[TRY IT]
Scan the listing for the word "tracing" and give the number of lines where it appears, with no other text.

[DATA]
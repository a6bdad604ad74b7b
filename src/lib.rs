//! 自動車部品の画像識別とカタログ照合
//!
//! - analyzer: AI CLIによる画像解析とキャッシュ
//! - catalog: カタログ検索機能（注入用トレイトとJSON実装）
//! - matcher: 候補検索・重複除去・スコア順位付け
//! - identify: 解析と照合をつなぐワークフロー

pub mod ai_provider;
pub mod analyzer;
pub mod catalog;
pub mod cli;
pub mod config;
pub mod error;
pub mod identify;
pub mod matcher;
pub mod scanner;
//! 解析前の画像チェックと縮小

use crate::error::{PartAiError, Result};
use image::imageops::FilterType;
use image::GenericImageView;
use std::path::{Path, PathBuf};
use tempfile::TempDir;
use tracing::debug;

/// ファイルサイズが上限以下か確認（サイズを返す）
pub fn validate_image_size(path: &Path, max_bytes: u64) -> Result<u64> {
    if !path.exists() {
        return Err(PartAiError::FileNotFound(path.display().to_string()));
    }

    let size = std::fs::metadata(path)?.len();
    if size > max_bytes {
        return Err(PartAiError::ImageTooLarge { size, max: max_bytes });
    }
    Ok(size)
}

/// AI CLIに渡す作業ディレクトリ（呼び出しごとに作成、drop時に削除）
pub fn work_dir() -> Result<TempDir> {
    Ok(tempfile::Builder::new().prefix("part-ai-").tempdir()?)
}

/// 画像を作業ディレクトリに用意する
///
/// 長辺が `max_size` を超える場合は縮小して `<元のファイル名>.resized.jpg` に保存、
/// それ以外は元のファイル名でコピー。戻り値は絶対パス。
pub fn prepare_image(path: &Path, work_dir: &Path, max_size: u32) -> Result<PathBuf> {
    let img = image::open(path)
        .map_err(|e| PartAiError::ImageLoad(format!("{}: {}", path.display(), e)))?;

    let file_name = path
        .file_name()
        .map(|n| n.to_string_lossy().to_string())
        .unwrap_or_else(|| "image".to_string());

    let (width, height) = img.dimensions();
    let dest = if width.max(height) > max_size {
        let dest = work_dir.join(format!("{}.resized.jpg", file_name));
        let resized = img.resize(max_size, max_size, FilterType::Triangle);
        resized
            .to_rgb8()
            .save(&dest)
            .map_err(|e| PartAiError::ImageLoad(format!("{}: {}", dest.display(), e)))?;
        debug!(width, height, max_size, "image downscaled");
        dest
    } else {
        let dest = work_dir.join(&file_name);
        std::fs::copy(path, &dest)?;
        dest
    };

    Ok(std::fs::canonicalize(&dest)?)
}
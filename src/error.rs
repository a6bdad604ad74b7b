use thiserror::Error;

#[derive(Error, Debug)]
pub enum PartAiError {
    #[error("設定エラー: {0}")]
    Config(String),

    #[error("ファイルが見つかりません: {0}")]
    FileNotFound(String),

    #[error("フォルダが見つかりません: {0}")]
    FolderNotFound(String),

    #[error("画像読み込みエラー: {0}")]
    ImageLoad(String),

    #[error("画像が大きすぎます: {size} bytes（上限 {max} bytes）")]
    ImageTooLarge { size: u64, max: u64 },

    #[error("CLI実行エラー: {0}")]
    CliExecution(String),

    #[error("タイムアウト: {0}")]
    Timeout(String),

    #[error("カタログファイルが不正: {0}")]
    InvalidCatalog(String),

    #[error("カタログ検索エラー: {0}")]
    Retrieval(String),

    #[error("画像が見つかりません: {0}")]
    NoImagesFound(String),

    #[error("JSON解析エラー: {0}")]
    JsonParse(#[from] serde_json::Error),

    #[error("IOエラー: {0}")]
    Io(#[from] std::io::Error),

    #[error("APIレスポンスのパースに失敗: {0}")]
    ApiParse(#[from] part_ai_common::Error),
}

pub type Result<T> = std::result::Result<T, PartAiError>;
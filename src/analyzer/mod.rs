//! 画像解析モジュール
//!
//! AI CLIに画像を読ませて部品を識別する。
//! 結果は部品名・説明・キーワードの組（VisionAnalysis）で、照合処理の入力になる。

pub mod cache;
mod image_prep;
mod runner;

pub use cache::{compute_file_hash, CacheFile};
pub use image_prep::{prepare_image, validate_image_size, work_dir};

use crate::ai_provider::AiProvider;
use crate::config::Config;
use crate::error::Result;
use crate::scanner::ImageInfo;
use part_ai_common::{build_identify_prompt, parse_vision_response, VisionAnalysis};
use tracing::{debug, info};

/// 1枚の画像を解析
pub async fn analyze_image(
    image: &ImageInfo,
    config: &Config,
    provider: AiProvider,
) -> Result<VisionAnalysis> {
    validate_image_size(&image.path, config.max_image_bytes)?;

    // CLIの応答を受け取るまで作業ディレクトリを保持
    let work = work_dir()?;
    let prepared = prepare_image(&image.path, work.path(), config.max_image_size)?;
    let prompt = build_identify_prompt(&prepared.display().to_string().replace('\\', "/"));

    debug!(file = %image.file_name, prompt_len = prompt.len(), "vision prompt built");

    let response = runner::run_ai_cli(provider, &prompt, &config.model, config.timeout()).await?;

    debug!(file = %image.file_name, response_len = response.len(), "vision response received");

    let analysis = parse_vision_response(&response)?;

    info!(
        file = %image.file_name,
        part_name = %analysis.part_name,
        confidence = analysis.confidence,
        "image analysis complete"
    );

    Ok(analysis)
}
use crate::error::{PartAiError, Result};
use std::path::{Path, PathBuf};
use walkdir::WalkDir;

#[derive(Debug, Clone)]
pub struct ImageInfo {
    pub path: PathBuf,
    pub file_name: String,
}

impl ImageInfo {
    /// 単一ファイルから作成
    pub fn from_path(path: &Path) -> Result<Self> {
        if !path.is_file() {
            return Err(PartAiError::FileNotFound(path.display().to_string()));
        }

        let file_name = path
            .file_name()
            .map(|n| n.to_string_lossy().to_string())
            .unwrap_or_default();

        Ok(Self {
            path: path.to_path_buf(),
            file_name,
        })
    }
}

const IMAGE_EXTENSIONS: &[&str] = &["jpg", "jpeg", "png", "webp"];

pub fn scan_folder(folder: &Path) -> Result<Vec<ImageInfo>> {
    if !folder.is_dir() {
        return Err(PartAiError::FolderNotFound(folder.display().to_string()));
    }

    let mut images: Vec<ImageInfo> = WalkDir::new(folder)
        .max_depth(1)  // 直下のみ（再帰しない）
        .into_iter()
        .filter_map(|e| e.ok())
        .filter(|e| e.path().is_file())
        .filter(|e| {
            e.path()
                .extension()
                .is_some_and(|ext| is_image_extension(&ext.to_string_lossy()))
        })
        .filter_map(|e| ImageInfo::from_path(e.path()).ok())
        .collect();

    // ファイル名でソート
    images.sort_by(|a, b| a.file_name.cmp(&b.file_name));

    Ok(images)
}

fn is_image_extension(ext: &str) -> bool {
    IMAGE_EXTENSIONS.contains(&ext.to_lowercase().as_str())
}
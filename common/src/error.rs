//! エラー型定義

use thiserror::Error;

/// 共通エラー型
#[derive(Error, Debug)]
pub enum Error {
    #[error("Parse error: {0}")]
    Parse(String),
}

/// Result型エイリアス
pub type Result<T> = std::result::Result<T, Error>;
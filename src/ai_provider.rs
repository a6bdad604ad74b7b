use clap::ValueEnum;
use serde::{Deserialize, Serialize};

#[derive(Clone, Copy, Debug, Default, PartialEq, Eq, ValueEnum, Serialize, Deserialize)]
#[serde(rename_all = "lowercase")]
pub enum AiProvider {
    #[default]
    Claude,
    Codex,
    Gemini,
}

impl AiProvider {
    pub fn command_name(&self) -> &'static str {
        match self {
            AiProvider::Claude => "claude",
            AiProvider::Codex => "codex",
            AiProvider::Gemini => "gemini",
        }
    }

    /// 非対話モードで1回だけ実行するための引数
    pub fn prompt_args(&self, prompt: &str, model: &str) -> Vec<String> {
        match self {
            AiProvider::Claude => vec![
                "-p".into(),
                prompt.into(),
                "--model".into(),
                model.into(),
                "--output-format".into(),
                "text".into(),
            ],
            AiProvider::Codex => vec!["exec".into(), prompt.into()],
            AiProvider::Gemini => vec!["-p".into(), prompt.into()],
        }
    }
}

[ANSWER TO THE PROBLEM]
2